§ **MATERIAL FOR THE TASK**:
_ _ _ _ _ _ _
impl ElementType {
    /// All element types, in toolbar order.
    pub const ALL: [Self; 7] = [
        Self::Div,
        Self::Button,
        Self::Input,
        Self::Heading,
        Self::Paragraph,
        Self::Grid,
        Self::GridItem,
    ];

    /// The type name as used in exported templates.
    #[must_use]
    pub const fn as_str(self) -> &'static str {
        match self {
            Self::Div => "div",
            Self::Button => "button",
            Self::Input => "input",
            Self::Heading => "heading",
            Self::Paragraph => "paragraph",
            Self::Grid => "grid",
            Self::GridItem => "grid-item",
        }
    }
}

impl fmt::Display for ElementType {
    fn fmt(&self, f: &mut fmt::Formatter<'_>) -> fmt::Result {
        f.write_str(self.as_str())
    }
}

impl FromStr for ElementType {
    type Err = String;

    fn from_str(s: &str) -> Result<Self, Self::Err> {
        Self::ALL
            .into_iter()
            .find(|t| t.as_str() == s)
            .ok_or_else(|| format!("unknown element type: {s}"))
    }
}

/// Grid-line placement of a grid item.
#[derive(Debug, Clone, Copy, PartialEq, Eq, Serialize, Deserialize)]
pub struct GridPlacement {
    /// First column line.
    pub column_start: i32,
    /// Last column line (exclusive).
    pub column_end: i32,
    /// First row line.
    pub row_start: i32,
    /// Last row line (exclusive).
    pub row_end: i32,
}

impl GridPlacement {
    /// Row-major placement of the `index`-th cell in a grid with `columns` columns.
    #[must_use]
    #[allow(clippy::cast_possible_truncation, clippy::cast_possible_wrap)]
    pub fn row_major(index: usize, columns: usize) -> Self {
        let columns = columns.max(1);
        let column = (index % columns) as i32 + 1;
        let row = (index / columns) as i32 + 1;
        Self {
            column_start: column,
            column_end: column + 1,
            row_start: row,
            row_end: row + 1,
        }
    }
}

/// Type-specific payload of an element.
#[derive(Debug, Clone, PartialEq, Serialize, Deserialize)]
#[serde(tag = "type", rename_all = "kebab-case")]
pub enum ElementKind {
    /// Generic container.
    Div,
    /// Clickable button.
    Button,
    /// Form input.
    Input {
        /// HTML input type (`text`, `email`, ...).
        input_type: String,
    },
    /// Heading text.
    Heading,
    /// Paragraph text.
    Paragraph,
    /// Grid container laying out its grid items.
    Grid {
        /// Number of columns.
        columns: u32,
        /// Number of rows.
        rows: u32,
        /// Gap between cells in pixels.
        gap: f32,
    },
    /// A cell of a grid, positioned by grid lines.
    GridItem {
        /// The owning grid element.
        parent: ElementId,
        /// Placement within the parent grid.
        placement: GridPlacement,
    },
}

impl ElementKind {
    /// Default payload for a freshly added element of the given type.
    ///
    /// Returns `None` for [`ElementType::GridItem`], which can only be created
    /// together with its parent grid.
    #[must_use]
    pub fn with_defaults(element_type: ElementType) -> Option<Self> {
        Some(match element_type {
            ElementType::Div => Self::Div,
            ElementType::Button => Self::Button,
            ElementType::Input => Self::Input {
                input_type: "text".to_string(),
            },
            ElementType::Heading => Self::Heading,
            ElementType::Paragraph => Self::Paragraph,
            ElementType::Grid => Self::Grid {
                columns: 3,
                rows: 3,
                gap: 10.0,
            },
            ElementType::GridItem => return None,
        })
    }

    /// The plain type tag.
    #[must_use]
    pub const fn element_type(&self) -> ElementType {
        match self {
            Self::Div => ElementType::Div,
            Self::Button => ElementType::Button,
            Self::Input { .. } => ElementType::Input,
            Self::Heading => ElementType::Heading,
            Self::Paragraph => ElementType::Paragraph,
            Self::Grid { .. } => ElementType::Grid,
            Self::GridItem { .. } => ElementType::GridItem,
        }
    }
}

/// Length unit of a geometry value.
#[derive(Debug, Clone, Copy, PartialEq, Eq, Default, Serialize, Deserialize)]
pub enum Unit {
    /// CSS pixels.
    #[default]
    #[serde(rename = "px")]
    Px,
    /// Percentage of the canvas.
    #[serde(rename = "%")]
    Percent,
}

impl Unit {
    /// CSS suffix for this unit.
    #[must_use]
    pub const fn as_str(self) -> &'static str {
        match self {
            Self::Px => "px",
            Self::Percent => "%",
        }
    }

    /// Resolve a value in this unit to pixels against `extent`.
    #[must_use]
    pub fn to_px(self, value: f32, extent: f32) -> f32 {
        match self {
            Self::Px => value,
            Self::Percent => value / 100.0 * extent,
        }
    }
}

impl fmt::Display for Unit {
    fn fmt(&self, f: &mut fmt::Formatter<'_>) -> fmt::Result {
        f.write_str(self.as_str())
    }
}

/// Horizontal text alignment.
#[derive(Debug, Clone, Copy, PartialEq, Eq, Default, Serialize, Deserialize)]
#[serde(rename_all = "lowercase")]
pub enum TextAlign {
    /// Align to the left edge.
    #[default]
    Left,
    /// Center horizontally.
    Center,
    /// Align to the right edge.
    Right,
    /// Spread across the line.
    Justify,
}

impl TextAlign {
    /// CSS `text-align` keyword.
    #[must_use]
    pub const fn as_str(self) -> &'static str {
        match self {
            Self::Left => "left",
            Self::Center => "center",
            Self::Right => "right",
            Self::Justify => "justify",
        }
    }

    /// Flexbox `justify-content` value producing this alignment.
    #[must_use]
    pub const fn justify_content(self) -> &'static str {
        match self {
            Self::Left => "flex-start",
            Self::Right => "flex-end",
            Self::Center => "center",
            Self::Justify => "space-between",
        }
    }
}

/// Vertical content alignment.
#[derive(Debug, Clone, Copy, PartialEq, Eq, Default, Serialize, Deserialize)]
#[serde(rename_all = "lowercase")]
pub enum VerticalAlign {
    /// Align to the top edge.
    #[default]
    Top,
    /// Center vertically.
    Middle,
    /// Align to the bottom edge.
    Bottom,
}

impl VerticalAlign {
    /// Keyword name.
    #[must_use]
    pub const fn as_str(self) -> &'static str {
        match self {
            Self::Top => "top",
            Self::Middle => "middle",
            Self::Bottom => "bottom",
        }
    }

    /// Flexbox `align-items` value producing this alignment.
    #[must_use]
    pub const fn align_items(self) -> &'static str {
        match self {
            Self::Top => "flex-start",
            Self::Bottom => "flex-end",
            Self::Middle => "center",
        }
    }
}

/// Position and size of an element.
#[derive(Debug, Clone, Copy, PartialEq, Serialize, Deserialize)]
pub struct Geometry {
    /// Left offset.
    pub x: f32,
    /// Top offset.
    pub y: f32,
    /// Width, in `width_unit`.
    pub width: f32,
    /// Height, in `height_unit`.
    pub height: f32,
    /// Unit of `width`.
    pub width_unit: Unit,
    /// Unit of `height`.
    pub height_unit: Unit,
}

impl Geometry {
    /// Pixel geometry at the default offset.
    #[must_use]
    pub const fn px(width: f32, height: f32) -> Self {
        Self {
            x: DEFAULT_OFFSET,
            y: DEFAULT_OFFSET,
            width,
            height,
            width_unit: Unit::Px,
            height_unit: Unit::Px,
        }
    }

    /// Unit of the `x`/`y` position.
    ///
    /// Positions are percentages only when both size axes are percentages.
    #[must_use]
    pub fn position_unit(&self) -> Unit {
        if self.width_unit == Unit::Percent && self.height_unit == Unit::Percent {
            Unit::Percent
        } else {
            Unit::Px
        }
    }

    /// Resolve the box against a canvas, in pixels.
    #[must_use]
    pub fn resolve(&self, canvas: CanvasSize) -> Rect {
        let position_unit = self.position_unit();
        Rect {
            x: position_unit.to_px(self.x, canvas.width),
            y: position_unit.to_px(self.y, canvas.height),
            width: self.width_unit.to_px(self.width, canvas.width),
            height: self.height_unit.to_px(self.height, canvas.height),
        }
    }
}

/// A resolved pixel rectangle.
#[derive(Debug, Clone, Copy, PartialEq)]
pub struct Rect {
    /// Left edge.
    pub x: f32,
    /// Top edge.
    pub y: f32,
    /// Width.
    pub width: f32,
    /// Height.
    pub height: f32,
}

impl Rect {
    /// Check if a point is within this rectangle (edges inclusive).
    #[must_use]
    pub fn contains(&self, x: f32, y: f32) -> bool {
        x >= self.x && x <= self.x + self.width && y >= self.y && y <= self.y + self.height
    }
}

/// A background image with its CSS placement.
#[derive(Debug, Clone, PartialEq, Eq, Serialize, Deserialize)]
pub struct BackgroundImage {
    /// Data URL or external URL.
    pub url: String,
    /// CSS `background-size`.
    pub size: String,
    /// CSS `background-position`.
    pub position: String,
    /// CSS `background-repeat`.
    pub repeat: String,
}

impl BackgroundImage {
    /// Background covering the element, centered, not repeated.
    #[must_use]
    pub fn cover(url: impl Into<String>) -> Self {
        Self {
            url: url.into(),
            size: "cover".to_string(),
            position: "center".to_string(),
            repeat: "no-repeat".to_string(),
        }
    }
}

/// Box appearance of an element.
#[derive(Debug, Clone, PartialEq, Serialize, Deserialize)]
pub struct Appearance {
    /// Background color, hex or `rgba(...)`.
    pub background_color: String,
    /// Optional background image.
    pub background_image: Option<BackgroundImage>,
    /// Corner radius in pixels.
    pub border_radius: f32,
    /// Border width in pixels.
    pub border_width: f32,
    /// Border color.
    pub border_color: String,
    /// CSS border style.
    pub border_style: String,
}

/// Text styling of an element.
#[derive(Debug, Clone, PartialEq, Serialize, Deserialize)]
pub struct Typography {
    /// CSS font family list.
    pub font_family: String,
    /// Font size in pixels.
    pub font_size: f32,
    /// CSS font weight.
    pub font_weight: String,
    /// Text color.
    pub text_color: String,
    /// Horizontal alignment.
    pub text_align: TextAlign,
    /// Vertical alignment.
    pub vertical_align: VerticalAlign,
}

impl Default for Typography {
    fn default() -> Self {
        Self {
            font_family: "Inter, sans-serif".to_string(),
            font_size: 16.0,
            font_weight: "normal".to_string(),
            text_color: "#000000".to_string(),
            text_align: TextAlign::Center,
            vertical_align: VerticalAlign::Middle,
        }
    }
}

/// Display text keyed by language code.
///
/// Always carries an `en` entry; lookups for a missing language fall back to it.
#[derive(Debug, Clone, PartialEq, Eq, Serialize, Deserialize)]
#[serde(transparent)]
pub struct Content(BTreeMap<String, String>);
_ _ _ _ _ _ _
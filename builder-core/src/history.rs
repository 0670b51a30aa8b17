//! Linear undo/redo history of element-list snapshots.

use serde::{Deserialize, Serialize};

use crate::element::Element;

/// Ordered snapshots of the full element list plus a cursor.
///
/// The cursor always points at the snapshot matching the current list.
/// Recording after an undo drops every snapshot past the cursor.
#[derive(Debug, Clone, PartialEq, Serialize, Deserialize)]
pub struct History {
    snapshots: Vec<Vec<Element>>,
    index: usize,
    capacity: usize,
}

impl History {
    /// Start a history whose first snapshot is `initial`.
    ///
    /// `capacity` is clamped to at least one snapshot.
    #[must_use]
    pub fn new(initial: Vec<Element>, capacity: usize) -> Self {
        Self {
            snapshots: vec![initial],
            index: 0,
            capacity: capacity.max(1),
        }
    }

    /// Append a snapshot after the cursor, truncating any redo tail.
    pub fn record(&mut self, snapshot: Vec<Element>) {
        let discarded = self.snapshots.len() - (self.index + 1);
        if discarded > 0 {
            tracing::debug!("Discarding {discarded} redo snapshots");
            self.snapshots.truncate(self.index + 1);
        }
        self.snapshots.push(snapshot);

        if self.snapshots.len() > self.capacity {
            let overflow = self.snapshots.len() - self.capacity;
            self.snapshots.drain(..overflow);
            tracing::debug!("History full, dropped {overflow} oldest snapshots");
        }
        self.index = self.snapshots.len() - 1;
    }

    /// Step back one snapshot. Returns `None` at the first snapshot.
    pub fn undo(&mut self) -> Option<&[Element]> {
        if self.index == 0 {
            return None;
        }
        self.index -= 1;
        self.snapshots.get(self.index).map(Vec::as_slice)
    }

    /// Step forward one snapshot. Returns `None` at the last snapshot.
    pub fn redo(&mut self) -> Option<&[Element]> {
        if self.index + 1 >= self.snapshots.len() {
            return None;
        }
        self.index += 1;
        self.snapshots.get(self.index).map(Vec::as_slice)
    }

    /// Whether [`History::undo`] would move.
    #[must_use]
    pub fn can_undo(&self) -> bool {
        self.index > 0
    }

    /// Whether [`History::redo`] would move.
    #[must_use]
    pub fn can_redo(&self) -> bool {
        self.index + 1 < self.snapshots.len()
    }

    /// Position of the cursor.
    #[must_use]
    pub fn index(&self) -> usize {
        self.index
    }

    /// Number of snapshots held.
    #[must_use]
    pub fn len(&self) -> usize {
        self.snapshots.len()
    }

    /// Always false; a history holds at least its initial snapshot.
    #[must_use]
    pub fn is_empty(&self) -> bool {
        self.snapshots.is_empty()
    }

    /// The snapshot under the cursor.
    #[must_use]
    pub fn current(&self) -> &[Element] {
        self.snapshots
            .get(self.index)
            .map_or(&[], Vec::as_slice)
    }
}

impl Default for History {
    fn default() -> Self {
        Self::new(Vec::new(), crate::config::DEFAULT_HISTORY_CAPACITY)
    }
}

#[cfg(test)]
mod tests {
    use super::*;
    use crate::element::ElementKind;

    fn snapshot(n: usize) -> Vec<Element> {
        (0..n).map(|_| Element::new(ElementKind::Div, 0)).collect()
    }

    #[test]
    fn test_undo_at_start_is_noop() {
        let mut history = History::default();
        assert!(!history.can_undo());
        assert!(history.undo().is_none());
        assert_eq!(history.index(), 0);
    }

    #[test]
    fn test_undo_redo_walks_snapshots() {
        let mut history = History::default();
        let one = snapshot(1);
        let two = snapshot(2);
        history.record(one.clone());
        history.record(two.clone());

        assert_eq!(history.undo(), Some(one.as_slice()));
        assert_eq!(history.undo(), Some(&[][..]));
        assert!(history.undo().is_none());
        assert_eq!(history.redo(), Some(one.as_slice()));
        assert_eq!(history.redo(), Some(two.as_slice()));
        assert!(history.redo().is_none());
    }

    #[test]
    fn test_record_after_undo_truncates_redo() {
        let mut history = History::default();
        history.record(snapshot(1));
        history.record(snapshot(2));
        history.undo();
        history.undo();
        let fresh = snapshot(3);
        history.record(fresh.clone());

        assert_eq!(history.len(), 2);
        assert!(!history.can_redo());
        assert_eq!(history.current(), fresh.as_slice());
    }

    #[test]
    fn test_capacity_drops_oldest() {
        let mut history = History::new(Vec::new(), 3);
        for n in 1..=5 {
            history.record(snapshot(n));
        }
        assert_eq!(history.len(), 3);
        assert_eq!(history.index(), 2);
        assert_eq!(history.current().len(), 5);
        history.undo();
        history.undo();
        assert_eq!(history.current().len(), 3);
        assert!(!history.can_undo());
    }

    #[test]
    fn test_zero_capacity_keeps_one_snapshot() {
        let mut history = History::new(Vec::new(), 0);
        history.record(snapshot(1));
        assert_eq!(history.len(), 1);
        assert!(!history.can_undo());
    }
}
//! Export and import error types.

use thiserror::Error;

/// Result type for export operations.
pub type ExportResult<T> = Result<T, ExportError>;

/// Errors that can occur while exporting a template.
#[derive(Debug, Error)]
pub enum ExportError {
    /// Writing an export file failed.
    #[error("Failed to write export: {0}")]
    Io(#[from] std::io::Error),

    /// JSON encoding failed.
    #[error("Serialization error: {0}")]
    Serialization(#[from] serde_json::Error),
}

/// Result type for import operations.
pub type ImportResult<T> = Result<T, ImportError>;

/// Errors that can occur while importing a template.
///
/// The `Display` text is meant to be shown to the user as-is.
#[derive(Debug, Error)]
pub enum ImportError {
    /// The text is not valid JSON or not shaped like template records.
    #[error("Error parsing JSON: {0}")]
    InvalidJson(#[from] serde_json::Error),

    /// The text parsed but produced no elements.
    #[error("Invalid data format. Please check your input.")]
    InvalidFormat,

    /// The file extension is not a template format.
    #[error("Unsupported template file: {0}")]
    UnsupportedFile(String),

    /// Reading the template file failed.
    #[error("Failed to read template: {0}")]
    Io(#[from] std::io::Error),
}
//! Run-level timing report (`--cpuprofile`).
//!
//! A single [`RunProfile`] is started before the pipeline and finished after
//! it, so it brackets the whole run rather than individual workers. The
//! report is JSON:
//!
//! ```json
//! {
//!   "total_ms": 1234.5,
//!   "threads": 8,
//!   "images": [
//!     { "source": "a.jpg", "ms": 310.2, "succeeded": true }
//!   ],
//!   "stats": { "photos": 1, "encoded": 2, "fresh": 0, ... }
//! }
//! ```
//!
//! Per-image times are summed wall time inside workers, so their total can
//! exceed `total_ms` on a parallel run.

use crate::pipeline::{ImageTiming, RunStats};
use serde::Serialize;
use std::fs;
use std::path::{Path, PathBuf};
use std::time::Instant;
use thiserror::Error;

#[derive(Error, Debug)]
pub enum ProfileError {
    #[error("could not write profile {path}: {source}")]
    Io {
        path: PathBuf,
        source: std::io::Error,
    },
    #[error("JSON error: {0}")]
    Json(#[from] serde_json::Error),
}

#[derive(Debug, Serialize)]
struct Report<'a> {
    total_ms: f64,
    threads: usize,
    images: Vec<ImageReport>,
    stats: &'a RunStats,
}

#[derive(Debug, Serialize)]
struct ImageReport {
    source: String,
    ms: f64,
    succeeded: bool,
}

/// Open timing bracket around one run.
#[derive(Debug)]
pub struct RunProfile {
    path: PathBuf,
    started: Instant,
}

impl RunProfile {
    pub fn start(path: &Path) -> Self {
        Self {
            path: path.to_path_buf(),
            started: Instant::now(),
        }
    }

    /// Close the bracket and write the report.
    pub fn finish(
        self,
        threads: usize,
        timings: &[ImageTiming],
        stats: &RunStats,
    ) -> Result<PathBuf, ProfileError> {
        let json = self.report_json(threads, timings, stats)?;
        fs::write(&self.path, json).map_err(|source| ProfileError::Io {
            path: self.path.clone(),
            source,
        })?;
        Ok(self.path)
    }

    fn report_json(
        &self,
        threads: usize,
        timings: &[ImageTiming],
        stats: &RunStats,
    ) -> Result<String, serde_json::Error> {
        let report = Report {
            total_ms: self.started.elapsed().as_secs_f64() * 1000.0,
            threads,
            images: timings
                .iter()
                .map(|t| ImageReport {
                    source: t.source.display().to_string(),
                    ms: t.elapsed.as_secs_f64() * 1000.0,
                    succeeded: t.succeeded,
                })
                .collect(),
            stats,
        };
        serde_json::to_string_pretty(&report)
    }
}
_ _ _ _ _ _ _
§ **WHAT THE TASK ASKS**:
Could you find every line in the records above that has the string "against" and copy it?

§ **RESULT FOR THIS TASK**:
    /// Resolve a value in this unit to pixels against `extent`.
    /// Resolve the box against a canvas, in pixels.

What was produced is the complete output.